YOUR TASK — Provide an exact transcription of all the records.

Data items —
◆ ◆ ◆ ◆

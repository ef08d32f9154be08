// src/handlers/auth.rs

use axum::{extract::State, http::StatusCode, response::IntoResponse, Json};
use validator::Validate;

use crate::{
    common::{error::AppError, extract::AppJson},
    config::AppState,
    middleware::auth::AuthenticatedUser,
    models::{
        auth::{
            EsqueciSenhaPayload, LoginPayload, LoginResponse, MensagemResponse, PrimeiroAcessoPayload,
            RecuperacaoIniciada, RedefinirSenhaPayload,
        },
        usuario::Usuario,
    },
};

// ---
// Handler: login
// ---
#[utoipa::path(
    post,
    path = "/auth/login",
    tag = "Auth",
    request_body = LoginPayload,
    responses(
        (status = 200, description = "Sessão aberta ou primeiro acesso pendente", body = LoginResponse),
        (status = 401, description = "Usuário não encontrado ou senha incorreta")
    )
)]
pub async fn login(
    State(app_state): State<AppState>,
    AppJson(payload): AppJson<LoginPayload>,
) -> Result<impl IntoResponse, AppError> {
    payload.validate()?;

    let resposta = app_state.auth_service.login(&payload).await?;
    Ok((StatusCode::OK, Json(resposta)))
}

// ---
// Handler: primeiro acesso (define a senha inicial)
// ---
#[utoipa::path(
    post,
    path = "/auth/first-access",
    tag = "Auth",
    request_body = PrimeiroAcessoPayload,
    responses(
        (status = 200, description = "Senha definida", body = MensagemResponse),
        (status = 400, description = "Usuário já possui senha"),
        (status = 404, description = "Usuário não encontrado")
    )
)]
pub async fn primeiro_acesso(
    State(app_state): State<AppState>,
    AppJson(payload): AppJson<PrimeiroAcessoPayload>,
) -> Result<impl IntoResponse, AppError> {
    payload.validate()?;

    let resposta = app_state.auth_service.primeiro_acesso(&payload).await?;
    Ok((StatusCode::OK, Json(resposta)))
}

#[utoipa::path(
    post,
    path = "/auth/forgot-password",
    tag = "Auth",
    request_body = EsqueciSenhaPayload,
    responses(
        (status = 200, description = "Código gerado e enviado pelos canais configurados", body = RecuperacaoIniciada),
        (status = 404, description = "Usuário não encontrado")
    )
)]
pub async fn esqueci_senha(
    State(app_state): State<AppState>,
    AppJson(payload): AppJson<EsqueciSenhaPayload>,
) -> Result<impl IntoResponse, AppError> {
    payload.validate()?;

    let resposta = app_state.auth_service.esqueci_senha(&payload).await?;
    Ok((StatusCode::OK, Json(resposta)))
}

#[utoipa::path(
    post,
    path = "/auth/reset-password",
    tag = "Auth",
    request_body = RedefinirSenhaPayload,
    responses(
        (status = 200, description = "Senha redefinida", body = MensagemResponse),
        (status = 400, description = "Token inválido ou expirado")
    )
)]
pub async fn redefinir_senha(
    State(app_state): State<AppState>,
    AppJson(payload): AppJson<RedefinirSenhaPayload>,
) -> Result<impl IntoResponse, AppError> {
    payload.validate()?;

    let resposta = app_state.auth_service.redefinir_senha(&payload).await?;
    Ok((StatusCode::OK, Json(resposta)))
}

// ---
// Handler: me (protegido pelo auth_guard)
// ---
#[utoipa::path(
    get,
    path = "/auth/me",
    tag = "Auth",
    responses(
        (status = 200, description = "Usuário autenticado", body = Usuario),
        (status = 401, description = "Token ausente ou inválido")
    ),
    security(("api_jwt" = []))
)]
pub async fn me(user: AuthenticatedUser) -> Result<impl IntoResponse, AppError> {
    Ok((StatusCode::OK, Json(user.0)))
}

◆ ◆ ◆ ◆

RESPONSE —
repository ef08d32f9154be08
// src/handlers/auth.rs

use axum::{extract::State, http::StatusCode, response::IntoResponse, Json};
use validator::Validate;

use crate::{
    common::{error::AppError, extract::AppJson},
    config::AppState,
    middleware::auth::AuthenticatedUser,
    models::{
        auth::{
            EsqueciSenhaPayload, LoginPayload, LoginResponse, MensagemResponse, PrimeiroAcessoPayload,
            RecuperacaoIniciada, RedefinirSenhaPayload,
        },
        usuario::Usuario,
    },
};

// ---
// Handler: login
// ---
#[utoipa::path(
    post,
    path = "/auth/login",
    tag = "Auth",
    request_body = LoginPayload,
    responses(
        (status = 200, description = "Sessão aberta ou primeiro acesso pendente", body = LoginResponse),
        (status = 401, description = "Usuário não encontrado ou senha incorreta")
    )
)]
pub async fn login(
    State(app_state): State<AppState>,
    AppJson(payload): AppJson<LoginPayload>,
) -> Result<impl IntoResponse, AppError> {
    payload.validate()?;

    let resposta = app_state.auth_service.login(&payload).await?;
    Ok((StatusCode::OK, Json(resposta)))
}

// ---
// Handler: primeiro acesso (define a senha inicial)
// ---
#[utoipa::path(
    post,
    path = "/auth/first-access",
    tag = "Auth",
    request_body = PrimeiroAcessoPayload,
    responses(
        (status = 200, description = "Senha definida", body = MensagemResponse),
        (status = 400, description = "Usuário já possui senha"),
        (status = 404, description = "Usuário não encontrado")
    )
)]
pub async fn primeiro_acesso(
    State(app_state): State<AppState>,
    AppJson(payload): AppJson<PrimeiroAcessoPayload>,
) -> Result<impl IntoResponse, AppError> {
    payload.validate()?;

    let resposta = app_state.auth_service.primeiro_acesso(&payload).await?;
    Ok((StatusCode::OK, Json(resposta)))
}

#[utoipa::path(
    post,
    path = "/auth/forgot-password",
    tag = "Auth",
    request_body = EsqueciSenhaPayload,
    responses(
        (status = 200, description = "Código gerado e enviado pelos canais configurados", body = RecuperacaoIniciada),
        (status = 404, description = "Usuário não encontrado")
    )
)]
pub async fn esqueci_senha(
    State(app_state): State<AppState>,
    AppJson(payload): AppJson<EsqueciSenhaPayload>,
) -> Result<impl IntoResponse, AppError> {
    payload.validate()?;

    let resposta = app_state.auth_service.esqueci_senha(&payload).await?;
    Ok((StatusCode::OK, Json(resposta)))
}

#[utoipa::path(
    post,
    path = "/auth/reset-password",
    tag = "Auth",
    request_body = RedefinirSenhaPayload,
    responses(
        (status = 200, description = "Senha redefinida", body = MensagemResponse),
        (status = 400, description = "Token inválido ou expirado")
    )
)]
pub async fn redefinir_senha(
    State(app_state): State<AppState>,
    AppJson(payload): AppJson<RedefinirSenhaPayload>,
) -> Result<impl IntoResponse, AppError> {
    payload.validate()?;

    let resposta = app_state.auth_service.redefinir_senha(&payload).await?;
    Ok((StatusCode::OK, Json(resposta)))
}

// ---
// Handler: me (protegido pelo auth_guard)
// ---
#[utoipa::path(
    get,
    path = "/auth/me",
    tag = "Auth",
    responses(
        (status = 200, description = "Usuário autenticado", body = Usuario),
        (status = 401, description = "Token ausente ou inválido")
    ),
    security(("api_jwt" = []))
)]
pub async fn me(user: AuthenticatedUser) -> Result<impl IntoResponse, AppError> {
    Ok((StatusCode::OK, Json(user.0)))
}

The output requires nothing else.